Temple Shalom of Northwest Arkansas is a small, mixed-denomination, volunteer-run congregation that serves as the focal point for Jewish life in the Fayetteville, Arkansas area. While Temple Shalom is an affiliate of the Union for Reform Judaism, as the only Jewish congregation in Fayetteville, Temple Shalom supports a variety of activities and services for Jews of all backgrounds.

Early history
On January 21, 1981 about 30 people attended a meeting in Fayetteville, Arkansas with Rabbi Lawrence Jackofsky of the Southwest Council, Union of American Hebrew Congregations of Dallas. An overwhelming majority of those present favored the establishment of a Jewish congregation. On February 23, 1981 the congregation was formed and named Temple Shalom.

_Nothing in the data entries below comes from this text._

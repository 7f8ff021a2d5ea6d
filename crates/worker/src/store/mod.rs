//! Persistence of crawled records
//!
//! Both writes are upserts keyed by the natural id, so repeating a task is
//! harmless.

mod memory;
mod postgres;

use async_trait::async_trait;

use crate::records::{CommitRecord, RepoRecord};

pub use memory::InMemoryCrawlStore;
pub use postgres::PostgresCrawlStore;

/// Error type for record writes
#[derive(Debug, thiserror::Error)]
pub enum CrawlStoreError {
    #[error("database error: {0}")]
    Database(String),
}

/// Destination for crawled records
#[async_trait]
pub trait CrawlStore: Send + Sync + 'static {
    /// Insert or replace a repository by id
    async fn upsert_repo(&self, record: &RepoRecord) -> Result<(), CrawlStoreError>;

    /// Insert or replace a commit by sha
    async fn upsert_commit(&self, record: &CommitRecord) -> Result<(), CrawlStoreError>;
}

In March 1981, Rabbi Norbert L. Rosenthal, emeritus rabbi of Temple Israel in Tulsa, Oklahoma was invited to serve as the first rabbi. At the consecration ceremony on April 25, 1981, the new board officers were installed. Temple Shalom arranged to use the Unitarian Universalist Fellowship hall for monthly services.  Weekly Religious School, organized and conducted by parent volunteers took place at the Sam Barg Hillel House at 607 Storer.

Building history
In 1999, the University of Arkansas Hillel began leasing a building from the University at 608 N. Storer Avenue in Fayetteville. Temple Shalom leased space in this larger building.  Larger gatherings continued to take place at the neighboring Unitarian Universalist Fellowship.  

In 2004, when Temple Shalom was growing out of that building, some members from the Rogers and Bentonville area decided to form a new congregation in Bentonville, Congregation Etz Chaim, temporarily easing the need for Temple Shalom to move again to a bigger facility.

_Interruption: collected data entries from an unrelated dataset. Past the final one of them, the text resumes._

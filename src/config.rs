use serde::{Deserialize, Serialize};

/// Time-integration settings, as read from the `time` section of a parameter
/// file. The CFL number is clamped to the selected scheme's stability limit
/// when the task list is built.
///
#[derive(Clone, Debug, Serialize, Deserialize)]
pub struct TimeConfig {
    pub integrator: String,
    pub cfl_number: f64,
}

impl TimeConfig {
    /// Settings for the given CFL number and the default integrator (`vl2`).
    ///
    pub fn new(cfl_number: f64) -> Self {
        Self {
            integrator: String::from("vl2"),
            cfl_number,
        }
    }

    pub fn with_integrator(mut self, name: &str) -> Self {
        self.integrator = String::from(name);
        self
    }
}

/// The physics toggles that shape a time-integrator task list. These are
/// fixed for the lifetime of a task list; rebuilding the list is the way to
/// change them.
///
#[derive(Clone, Debug, Serialize, Deserialize)]
pub struct PhysicsConfig {
    /// Evolve a face-centered magnetic field alongside the fluid.
    pub magnetic_fields: bool,

    /// Number of passive scalar fields advected with the flow.
    pub nscalars: usize,

    /// Evolve the radiation moments and couple them back into the fluid.
    pub radiation: bool,

    /// Static or adaptive mesh refinement is in use, so flux correction and
    /// prolongation tasks are required at refinement interfaces.
    pub multilevel: bool,

    /// Refinement is adaptive; blocks flag themselves for regridding at the
    /// end of each timestep.
    pub adaptive: bool,

    /// Shearing-box boundary remaps are in effect.
    pub shearing_box: bool,

    /// Diffusion terms are handled by a super-time-stepping loop outside this
    /// task list, so the diffusive-flux tasks are omitted here.
    pub sts: bool,

    /// The fluid is evolved (as opposed to held fixed, e.g. for tracer-only
    /// or kinematic problems).
    pub fluid_evolved: bool,

    /// Spatial dimensionality of the mesh, 1 to 3.
    pub ndim: usize,

    /// Order of spatial reconstruction; 4 selects the cell-averaged
    /// primitive-variable correction.
    pub xorder: usize,
}

impl Default for PhysicsConfig {
    fn default() -> Self {
        Self {
            magnetic_fields: false,
            nscalars: 0,
            radiation: false,
            multilevel: false,
            adaptive: false,
            shearing_box: false,
            sts: false,
            fluid_evolved: true,
            ndim: 1,
            xorder: 2,
        }
    }
}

By 2005, Temple Shalom had again grown enough to need its own building. The membership included nearly 60 families. There were about 30 children attending Religious School, several of whom became Bar and Bat Mitzvah each year. The project to acquire a building for Fayetteville's first synagogue was launched headed by the synagogue's president.  

In 2006, local builder, Fadil Bayyari, a Palestinian Muslim from Springdale, Arkansas proposed to build a new building for Temple Shalom at his cost, a savings of an estimated 20% of the total cost of the project, or $250,000. Mr. Bayyari's offer spurred much interest in the local and national press.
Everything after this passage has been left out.